PLOS is a non-profit publisher of peer-reviewed articles which promotes reutilization and redistribution through an open-access model. PLOS is an innovative advocacy organization.
The Directory of Open Access Journals (DOAJ) is a directory of open-access publications that meet a series of quality control criteria.
We also offer training on literature and Internet-based searches.
Dr. Vincent Poitout, who heads the CHUM Research Centre (the CRCHUM), notably recommends checking the U.S. National Institutes of Health (NIH) article entitled “Think Check Submit” and to only publish in journals from publishers that are members of the Committee On Publication Ethics (COPE).
- What is a contractual commitment?
Answer: Given that it is responsible for all research activities at its institution, the CHUM must comply with the requirements of the Ministère de la Santé et des Services sociaux and the FRQ as well as all applicable laws and regulations designed to ensure that the research environment and climate promote the efficient use of the institution’s resources, the ethical and scientific quality of research projects, and the dignity and safety of the persons involved.
Moreover, numerous research activities are governed by contracts with private industry, academic and hospital partners and funding agencies. Researchers and all other concerned parties must be aware of and comply with these contractual agreements.

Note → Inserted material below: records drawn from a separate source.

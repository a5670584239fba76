//! OpenAlex collector configuration

use std::time::Duration;

use bibliodash_analytics::YearRange;

pub const DEFAULT_BASE_URL: &str = "https://api.openalex.org/";

/// Runtime configuration for one collection run
#[derive(Debug, Clone)]
pub struct CollectConfig {
    /// API root, joined with `works`
    pub base_url: String,
    /// Contact address for the OpenAlex polite pool
    pub mailto: Option<String>,
    /// Search terms, one dataset topic each, in output order
    pub topics: Vec<String>,
    pub years: YearRange,
    /// Most cited works kept per topic and year
    pub top_n: u32,
    /// Concepts kept as keywords per work
    pub max_keywords: usize,
    /// Abstracts longer than this are cut and end in `...`
    pub abstract_max_chars: usize,
    /// Pause between (topic, year) units
    pub request_delay: Duration,
    pub max_retries: u32,
}

impl Default for CollectConfig {
    fn default() -> Self {
        Self {
            base_url: DEFAULT_BASE_URL.to_string(),
            mailto: None,
            topics: vec![
                "Blockchain".to_string(),
                "Tokenization".to_string(),
                "Smart contract".to_string(),
            ],
            years: YearRange::default(),
            top_n: 5,
            max_keywords: 5,
            abstract_max_chars: 300,
            request_delay: Duration::from_millis(200),
            max_retries: 3,
        }
    }
}

impl CollectConfig {
    /// Number of (topic, year) units a run performs
    pub fn unit_count(&self) -> usize {
        self.topics.len() * self.years.len()
    }
}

- Younger researchers, often subject to significant pressure to publish their findings, may speed up their hunt for data by keeping their verifications to a minimum. Wouldn’t it be wiser to judge researchers on more factors than just what they have published?
Answer: Regardless of the factors on which researchers are evaluated, they must still process data as carefully and precisely as possible (including during the selection, collection, recording, analysis, interpretation, publication, retention and other phases), carry out their research with a true quest for knowledge, and adhere to an approach based on honesty and trust.
- Representatives of funding companies will often tell clinical researchers that physician researchers are responsible for research projects, regardless of the phase during which a failure or negligence is observed. A physician gave the example of how a single missing pressure measurement during a verification could constitute a failure, despite the fact that researchers cannot be next to all of the patients during this phase. Another example is double-blind studies, where researchers are not entitled to know who is given what, yet can be blamed if the drug management process of the pharmacy - whose data they cannot access - is less than stellar. This physician asked whether, in light of these examples, the hospital/research centre should not also be responsible for the research process and whether this shared responsibility should not be clearly indicated in the legal documents signed by the parties.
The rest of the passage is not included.